>>>

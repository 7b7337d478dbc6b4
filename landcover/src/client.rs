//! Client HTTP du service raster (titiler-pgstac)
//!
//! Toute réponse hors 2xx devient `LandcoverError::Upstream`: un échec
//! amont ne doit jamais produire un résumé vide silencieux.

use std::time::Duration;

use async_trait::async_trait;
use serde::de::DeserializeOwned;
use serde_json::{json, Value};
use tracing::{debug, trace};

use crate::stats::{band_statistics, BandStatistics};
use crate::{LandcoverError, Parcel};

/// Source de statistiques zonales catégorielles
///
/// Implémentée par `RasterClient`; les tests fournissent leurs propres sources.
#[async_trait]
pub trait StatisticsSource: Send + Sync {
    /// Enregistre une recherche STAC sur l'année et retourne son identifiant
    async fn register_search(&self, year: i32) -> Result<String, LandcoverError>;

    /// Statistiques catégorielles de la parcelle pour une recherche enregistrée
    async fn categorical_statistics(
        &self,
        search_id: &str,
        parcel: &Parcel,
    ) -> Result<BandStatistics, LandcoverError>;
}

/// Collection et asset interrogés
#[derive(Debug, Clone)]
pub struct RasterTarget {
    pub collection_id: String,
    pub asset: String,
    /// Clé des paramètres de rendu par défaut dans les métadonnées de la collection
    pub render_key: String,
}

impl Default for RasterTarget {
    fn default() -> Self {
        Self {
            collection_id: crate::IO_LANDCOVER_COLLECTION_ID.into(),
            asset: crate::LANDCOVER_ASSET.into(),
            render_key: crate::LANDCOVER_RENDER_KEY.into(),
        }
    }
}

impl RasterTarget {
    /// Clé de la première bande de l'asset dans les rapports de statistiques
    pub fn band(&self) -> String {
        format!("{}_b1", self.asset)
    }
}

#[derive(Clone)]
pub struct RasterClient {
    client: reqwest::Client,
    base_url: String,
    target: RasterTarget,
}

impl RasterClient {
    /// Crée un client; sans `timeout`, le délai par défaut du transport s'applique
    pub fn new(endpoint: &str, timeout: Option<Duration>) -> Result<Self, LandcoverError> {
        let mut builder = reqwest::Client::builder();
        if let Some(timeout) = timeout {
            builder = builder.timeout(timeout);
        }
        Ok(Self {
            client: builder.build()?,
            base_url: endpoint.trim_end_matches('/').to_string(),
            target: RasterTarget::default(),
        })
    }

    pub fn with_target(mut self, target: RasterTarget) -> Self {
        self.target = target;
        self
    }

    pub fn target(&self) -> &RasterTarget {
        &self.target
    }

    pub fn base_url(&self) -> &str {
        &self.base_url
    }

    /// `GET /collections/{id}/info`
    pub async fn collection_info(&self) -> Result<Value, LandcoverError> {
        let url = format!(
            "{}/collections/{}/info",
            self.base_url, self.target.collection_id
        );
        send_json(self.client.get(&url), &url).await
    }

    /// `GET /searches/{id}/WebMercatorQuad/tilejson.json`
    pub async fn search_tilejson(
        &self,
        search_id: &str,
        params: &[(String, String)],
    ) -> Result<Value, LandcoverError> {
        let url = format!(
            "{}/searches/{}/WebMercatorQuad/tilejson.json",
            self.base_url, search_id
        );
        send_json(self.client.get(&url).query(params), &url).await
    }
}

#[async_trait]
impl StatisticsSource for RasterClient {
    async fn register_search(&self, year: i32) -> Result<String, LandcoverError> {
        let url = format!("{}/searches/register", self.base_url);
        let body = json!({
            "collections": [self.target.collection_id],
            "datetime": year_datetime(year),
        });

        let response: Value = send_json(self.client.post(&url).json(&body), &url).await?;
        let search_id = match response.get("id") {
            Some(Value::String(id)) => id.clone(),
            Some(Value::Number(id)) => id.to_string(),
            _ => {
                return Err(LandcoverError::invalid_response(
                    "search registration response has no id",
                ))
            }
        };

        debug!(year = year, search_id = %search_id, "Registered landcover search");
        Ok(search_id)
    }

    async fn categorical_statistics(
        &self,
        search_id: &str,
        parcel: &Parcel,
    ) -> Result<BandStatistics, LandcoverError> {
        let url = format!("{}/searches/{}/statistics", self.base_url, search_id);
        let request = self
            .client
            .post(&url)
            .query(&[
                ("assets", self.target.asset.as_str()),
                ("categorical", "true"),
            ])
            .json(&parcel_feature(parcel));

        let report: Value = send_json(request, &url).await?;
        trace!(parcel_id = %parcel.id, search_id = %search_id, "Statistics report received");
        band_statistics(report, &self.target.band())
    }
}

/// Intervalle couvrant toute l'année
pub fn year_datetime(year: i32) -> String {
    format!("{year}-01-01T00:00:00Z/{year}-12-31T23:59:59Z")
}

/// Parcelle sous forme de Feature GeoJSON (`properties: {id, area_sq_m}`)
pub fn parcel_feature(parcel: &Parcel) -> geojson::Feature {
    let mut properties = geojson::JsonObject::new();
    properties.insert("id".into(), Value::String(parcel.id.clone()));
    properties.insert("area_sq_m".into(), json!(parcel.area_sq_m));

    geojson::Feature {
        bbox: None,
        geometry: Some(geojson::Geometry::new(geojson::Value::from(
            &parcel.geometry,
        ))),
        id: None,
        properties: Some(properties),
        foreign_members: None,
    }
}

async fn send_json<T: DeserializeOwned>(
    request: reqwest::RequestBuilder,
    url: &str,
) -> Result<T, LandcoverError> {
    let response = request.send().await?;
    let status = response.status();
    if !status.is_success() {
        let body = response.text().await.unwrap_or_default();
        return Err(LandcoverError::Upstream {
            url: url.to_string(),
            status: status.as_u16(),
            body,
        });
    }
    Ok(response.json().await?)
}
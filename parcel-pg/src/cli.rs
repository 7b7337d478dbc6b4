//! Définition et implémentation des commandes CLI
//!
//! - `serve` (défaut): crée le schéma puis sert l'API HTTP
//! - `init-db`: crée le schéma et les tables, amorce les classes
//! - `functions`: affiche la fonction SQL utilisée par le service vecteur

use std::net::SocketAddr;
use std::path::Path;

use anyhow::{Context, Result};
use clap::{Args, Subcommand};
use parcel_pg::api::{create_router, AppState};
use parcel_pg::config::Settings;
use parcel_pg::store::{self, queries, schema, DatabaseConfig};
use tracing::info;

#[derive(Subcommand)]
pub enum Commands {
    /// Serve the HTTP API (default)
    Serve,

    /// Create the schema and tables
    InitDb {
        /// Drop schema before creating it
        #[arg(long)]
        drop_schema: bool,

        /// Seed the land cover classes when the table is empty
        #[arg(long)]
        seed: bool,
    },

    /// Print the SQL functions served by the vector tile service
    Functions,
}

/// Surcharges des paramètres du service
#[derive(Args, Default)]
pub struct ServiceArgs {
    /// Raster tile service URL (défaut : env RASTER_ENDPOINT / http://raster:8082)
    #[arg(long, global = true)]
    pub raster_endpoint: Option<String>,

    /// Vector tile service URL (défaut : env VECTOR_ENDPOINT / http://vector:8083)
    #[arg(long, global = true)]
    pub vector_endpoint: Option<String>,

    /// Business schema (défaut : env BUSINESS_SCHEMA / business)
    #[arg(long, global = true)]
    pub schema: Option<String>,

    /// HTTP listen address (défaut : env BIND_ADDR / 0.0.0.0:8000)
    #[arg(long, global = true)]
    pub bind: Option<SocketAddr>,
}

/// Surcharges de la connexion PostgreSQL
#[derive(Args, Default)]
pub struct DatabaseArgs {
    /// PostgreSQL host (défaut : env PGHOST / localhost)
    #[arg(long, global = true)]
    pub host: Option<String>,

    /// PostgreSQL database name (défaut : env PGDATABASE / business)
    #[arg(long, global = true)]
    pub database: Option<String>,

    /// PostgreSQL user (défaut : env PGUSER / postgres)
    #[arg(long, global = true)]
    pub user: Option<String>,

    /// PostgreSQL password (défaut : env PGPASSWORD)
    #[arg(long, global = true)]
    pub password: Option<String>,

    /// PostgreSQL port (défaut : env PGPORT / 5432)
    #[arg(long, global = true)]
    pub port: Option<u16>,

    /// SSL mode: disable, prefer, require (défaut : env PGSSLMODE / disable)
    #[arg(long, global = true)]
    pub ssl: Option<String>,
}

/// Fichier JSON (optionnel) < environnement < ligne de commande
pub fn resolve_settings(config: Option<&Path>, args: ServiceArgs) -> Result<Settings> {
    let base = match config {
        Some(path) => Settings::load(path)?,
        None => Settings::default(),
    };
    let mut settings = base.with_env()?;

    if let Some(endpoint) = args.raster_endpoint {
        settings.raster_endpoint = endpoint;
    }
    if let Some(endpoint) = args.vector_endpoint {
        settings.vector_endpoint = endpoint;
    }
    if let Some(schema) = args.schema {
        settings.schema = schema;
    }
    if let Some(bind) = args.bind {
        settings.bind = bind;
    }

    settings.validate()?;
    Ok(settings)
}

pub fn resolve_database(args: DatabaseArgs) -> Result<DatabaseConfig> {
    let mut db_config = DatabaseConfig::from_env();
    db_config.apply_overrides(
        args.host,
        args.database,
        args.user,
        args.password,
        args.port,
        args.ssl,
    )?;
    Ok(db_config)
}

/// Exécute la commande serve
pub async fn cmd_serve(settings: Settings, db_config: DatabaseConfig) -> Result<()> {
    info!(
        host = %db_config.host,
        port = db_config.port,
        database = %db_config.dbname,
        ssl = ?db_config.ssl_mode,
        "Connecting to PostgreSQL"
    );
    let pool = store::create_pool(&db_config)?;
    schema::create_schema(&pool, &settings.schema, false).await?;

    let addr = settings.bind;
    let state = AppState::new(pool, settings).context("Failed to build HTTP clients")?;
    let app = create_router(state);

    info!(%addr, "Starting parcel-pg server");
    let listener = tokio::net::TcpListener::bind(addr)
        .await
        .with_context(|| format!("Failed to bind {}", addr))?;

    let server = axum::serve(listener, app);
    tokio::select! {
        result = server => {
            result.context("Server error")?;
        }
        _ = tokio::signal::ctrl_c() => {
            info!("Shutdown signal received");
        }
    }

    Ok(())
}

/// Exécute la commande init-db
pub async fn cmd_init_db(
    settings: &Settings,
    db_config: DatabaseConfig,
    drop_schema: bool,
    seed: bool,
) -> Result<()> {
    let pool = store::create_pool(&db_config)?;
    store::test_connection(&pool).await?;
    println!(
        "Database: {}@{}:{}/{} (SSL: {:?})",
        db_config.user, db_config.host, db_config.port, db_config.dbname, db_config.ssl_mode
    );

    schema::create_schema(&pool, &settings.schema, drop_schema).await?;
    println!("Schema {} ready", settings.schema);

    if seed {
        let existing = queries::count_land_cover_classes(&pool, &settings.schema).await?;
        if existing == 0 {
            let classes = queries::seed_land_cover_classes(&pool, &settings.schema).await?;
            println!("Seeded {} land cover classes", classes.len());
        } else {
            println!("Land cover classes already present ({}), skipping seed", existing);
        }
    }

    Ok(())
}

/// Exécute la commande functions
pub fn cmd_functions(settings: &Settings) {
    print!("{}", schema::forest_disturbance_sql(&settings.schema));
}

<<<

ABOUT THIS TASK:
Look at the material above and copy, word for word, its lines from the first through the one containing "use std::time::Duration;".

EXERCISE SOLUTION:
repository 7b7337d478dbc6b4
filename landcover/src/client.rs
//! Client HTTP du service raster (titiler-pgstac)
//!
//! Toute réponse hors 2xx devient `LandcoverError::Upstream`: un échec
//! amont ne doit jamais produire un résumé vide silencieux.

use std::time::Duration;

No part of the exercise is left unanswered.